Vogel: Ja, ich werde aber keine Namen nennen. Es ging aber auch um Spieler, an die ich gar nicht gedacht habe, weil ich den Transfer, und das meine ich nicht monetär, für nicht darstellbar gehalten habe. Letztlich sind sie dann doch gekommen.

Sie haben viele namhafte Spieler mit großer Vergangenheit im Kader. Wie moderieren Sie diese Mannschaft?

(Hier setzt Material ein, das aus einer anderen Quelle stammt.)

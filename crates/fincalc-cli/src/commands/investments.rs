use clap::Args;
use rust_decimal::Decimal;
use serde_json::Value;

use fincalc_core::investments::cagr::{self, CagrInput};
use fincalc_core::investments::sip::{self, SipInput};
use fincalc_core::record::CalculationRecord;

use crate::input;

use super::{decimal_map, parse_currency, write_record};

/// Arguments for SIP wealth projection
#[derive(Args)]
pub struct SipArgs {
    /// Path to JSON input file
    #[arg(long)]
    pub input: Option<String>,

    /// Monthly investment amount
    #[arg(long)]
    pub monthly: Option<Decimal>,

    /// Expected annual return in percent
    #[arg(long)]
    pub rate: Option<Decimal>,

    /// Investment horizon in years
    #[arg(long)]
    pub tenure: Option<Decimal>,

    /// Annual step-up in percent
    #[arg(long, default_value = "0")]
    pub step_up: Decimal,

    /// Record/display currency (INR, USD, EUR, GBP)
    #[arg(long, default_value = "INR")]
    pub currency: String,

    /// Write the wrapped calculation record to this JSON file
    #[arg(long)]
    pub record: Option<String>,
}

/// Arguments for CAGR calculation
#[derive(Args)]
pub struct CagrArgs {
    /// Path to JSON input file
    #[arg(long)]
    pub input: Option<String>,

    /// Value at the start of the period
    #[arg(long = "initial")]
    pub initial_value: Option<Decimal>,

    /// Value at the end of the period
    #[arg(long = "final")]
    pub final_value: Option<Decimal>,

    /// Period length in years
    #[arg(long)]
    pub years: Option<Decimal>,

    /// Record/display currency (INR, USD, EUR, GBP)
    #[arg(long, default_value = "INR")]
    pub currency: String,

    /// Write the wrapped calculation record to this JSON file
    #[arg(long)]
    pub record: Option<String>,
}

pub fn run_sip(args: SipArgs) -> Result<Value, Box<dyn std::error::Error>> {
    let sip_input: SipInput = if let Some(ref path) = args.input {
        input::read_json(path)?
    } else if let (Some(monthly), Some(rate), Some(tenure)) = (args.monthly, args.rate, args.tenure)
    {
        SipInput {
            monthly_investment: monthly,
            expected_return: rate,
            tenure_years: tenure,
            step_up_percent: args.step_up,
        }
    } else if let Some(data) = input::read_stdin()? {
        serde_json::from_value(data)?
    } else {
        return Err("--monthly, --rate and --tenure (or --input <file.json>) required".into());
    };

    let result = sip::compute_sip(&sip_input)?;

    if let Some(ref path) = args.record {
        let record = CalculationRecord::sip(
            decimal_map(&[
                ("monthly_investment", sip_input.monthly_investment),
                ("expected_return", sip_input.expected_return),
                ("tenure_years", sip_input.tenure_years),
                ("step_up_percent", sip_input.step_up_percent),
            ]),
            decimal_map(&[
                ("future_value", result.result.future_value),
                ("total_investment", result.result.total_investment),
                ("wealth_gain", result.result.wealth_gain),
            ]),
            parse_currency(&args.currency)?,
        )?;
        write_record(&record, path)?;
    }

    Ok(serde_json::to_value(result)?)
}

pub fn run_cagr(args: CagrArgs) -> Result<Value, Box<dyn std::error::Error>> {
    let cagr_input: CagrInput = if let Some(ref path) = args.input {
        input::read_json(path)?
    } else if let (Some(initial), Some(final_value), Some(years)) =
        (args.initial_value, args.final_value, args.years)
    {
        CagrInput {
            initial_value: initial,
            final_value,
            years,
        }
    } else if let Some(data) = input::read_stdin()? {
        serde_json::from_value(data)?
    } else {
        return Err("--initial, --final and --years (or --input <file.json>) required".into());
    };

    let result = cagr::compute_cagr(&cagr_input)?;

    if let Some(ref path) = args.record {
        let record = CalculationRecord::cagr(
            decimal_map(&[
                ("initial_value", cagr_input.initial_value),
                ("final_value", cagr_input.final_value),
                ("years", cagr_input.years),
            ]),
            decimal_map(&[
                ("cagr", result.result.cagr),
                ("absolute_growth", result.result.absolute_growth),
                ("growth_multiple", result.result.growth_multiple),
            ]),
            parse_currency(&args.currency)?,
        )?;
        write_record(&record, path)?;
    }

    Ok(serde_json::to_value(result)?)
}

Vogel: Indem ich nicht katalogisiere. Ich sehe jeden Einzelnen als Fußballer, als rechten Verteidiger, als linken Mittelfeldspieler, als Stürmer. Natürlich differenziere ich, welche Erfahrung dahintersteht. Aber letztlich ist es die übliche Trainerarbeit: Man muss gut kommunizieren. Kevin Großkreutz zum Beispiel ist ein ganz normaler Spieler ohne Allüren, der einfach gerne Fußball spielen möchte. Insofern wirkt das nach Außen wahrscheinlich viel schwieriger, als es tatsächlich ist. Es ist ein total angenehmes Arbeiten, das mir unheimlich Spaß macht. Wir haben eine homogene Truppe. Das heißt nicht, dass alle gleich sind. Eine gute Mischung zu haben, ist auch homogen - und die haben wir. Mir war ganz es wichtig, dass wir auch junge Spieler haben, dass wir auch eine Plattform für Talente bleiben können.

Trotzdem trainieren Sie keine gewöhnliche Mannschaft. Wie ist es mit der menschlichen Komponente?

Vogel: Es ist wie in anderen Mannschaften auch. Natürlich behandelst du nicht jeden Spieler gleich. Bei Jan Kirchhoff muss ich in eine ganz andere Rolle schlüpfen als bei Franck Evina. Franckie ist gerade 19 geworden, steht am Anfang seiner Karriere. Er hat andere Probleme als Jan Kirchhoff. Du gehst letztlich auf individuelle Bedürfnisse ein - aber das war bei Bayern, Basel oder Graz nicht anders.